Evoked potentials can predict future disability in people with clinically isolated syndrome

• Published in: European journal of neurology Vol. 27; no. 3; pp. 437 - 444
• Main Authors: Crnošija, L., Gabelić, T., Barun, B., Adamec, I., Krbot Skorić, M., Habek, M.
• Format: Journal Article
• Language: English
• Published: England John Wiley & Sons, Inc 01.03.2020
• Subjects: Adult; Brain stem; Brain Stem - diagnostic imaging; Brain Stem - physiopathology; clinically isolated syndrome; Confidence intervals; Demyelinating Diseases - diagnostic imaging; Demyelinating Diseases - physiopathology; Disabled Persons; Disease Progression; Electrodiagnosis; EP score; Evaluation; Evoked potentials; Evoked Potentials, Somatosensory - physiology; Female; Humans; Lesions; Magnetic Resonance Imaging; Male; Median Nerve - physiopathology; Models, Theoretical; multiple sclerosis; Nerves; progression; Regression models; Sensory integration; Sex; Statistical analysis; Tibial Nerve - physiopathology; Vestibular system; Young Adult; progression; EP score; clinically isolated syndrome; multiple sclerosis; evoked potentials
• ISSN: 1351-5101; 1468-1331
• DOI: 10.1111/ene.14100

Background and purpose The aim was to evaluate whether the addition of evoked potentials (EPs) which evaluate brainstem function to the EP score improves its ability to predict disease progression in people with clinically isolated syndrome (pwCIS).

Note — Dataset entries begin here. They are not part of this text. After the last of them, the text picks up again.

//! Runtime execution: values, formatting, and the interpreter loop

pub mod format;
mod interpreter;
mod value;

pub use interpreter::{Interpreter, DEFAULT_QUEUE_LIMIT};
pub use value::Value;
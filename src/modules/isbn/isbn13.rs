// ISBN-13 Checksum Checker
//
// Weights alternate 1, 3, 1, ... from the first digit; the check digit brings
// the weighted sum to a multiple of 10.

use crate::domain::Validation;

/// Verify a candidate already classified as `Shape::Isbn13`.
pub fn check(candidate: &str) -> Validation {
    let bytes = candidate.as_bytes();
    let expected = expected_check_value(&bytes[..12]);
    let actual = digit(bytes[12]);

    tracing::debug!(kind = "ISBN-13", expected, actual, "checksum computed");
    debug_assert_eq!(expected == actual, full_sum_verifies(candidate));

    Validation::from_checksum(expected == actual)
}

fn weight(index: usize) -> u32 {
    if index % 2 == 0 { 1 } else { 3 }
}

pub(crate) fn weighted_sum(digits: &[u8]) -> u32 {
    digits
        .iter()
        .enumerate()
        .map(|(i, b)| digit(*b) * weight(i))
        .sum()
}

/// `(10 - S mod 10) mod 10` over the twelve leading digits.
pub(crate) fn expected_check_value(body: &[u8]) -> u32 {
    (10 - weighted_sum(body) % 10) % 10
}

/// Full-sum formulation: the alternating weights continue onto the check digit
/// (weight 1) and the total must be a multiple of 10.
pub(crate) fn full_sum_verifies(candidate: &str) -> bool {
    weighted_sum(candidate.as_bytes()) % 10 == 0
}

fn digit(b: u8) -> u32 {
    u32::from(b - b'0')
}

Methods For 94 pwCIS, data on disease activity and progression after 2.9 (1.4–4.1) years of follow‐up were available. Baseline characteristics included magnetic resonance imaging (MRI) parameters, visual EPs, auditory EPs, somatosensory EPs of the median and tibial nerves, vestibular evoked myogenic potentials and tongue somatosensory EPs. Results A multivariable regression model including age, sex, total number of T2 lesions on baseline MRI and EP score >13 showed that the total number of T2 lesions on baseline MRI and EP score >13 increase the likelihood for sustained accumulation of disability (SAD). After controlling for age, sex and the total number of T2 lesions on baseline MRI, the hazard of SAD for participants with EP score >13 is 4.093 times that of participants with EP score ≤13. EP score >13 also increases the likelihood for progression measured with a composite measure of progression which uses the Expanded Disability Status Scale, the nine‐hole peg test and the timed 25‐ft walk (exp(B) = 5.577, 95% confidence interval 1.520–20.468, P = 0.01). Conclusion The addition of EPs that evaluate brainstem function to the EP score enables prediction of the progression of disability in pwCIS.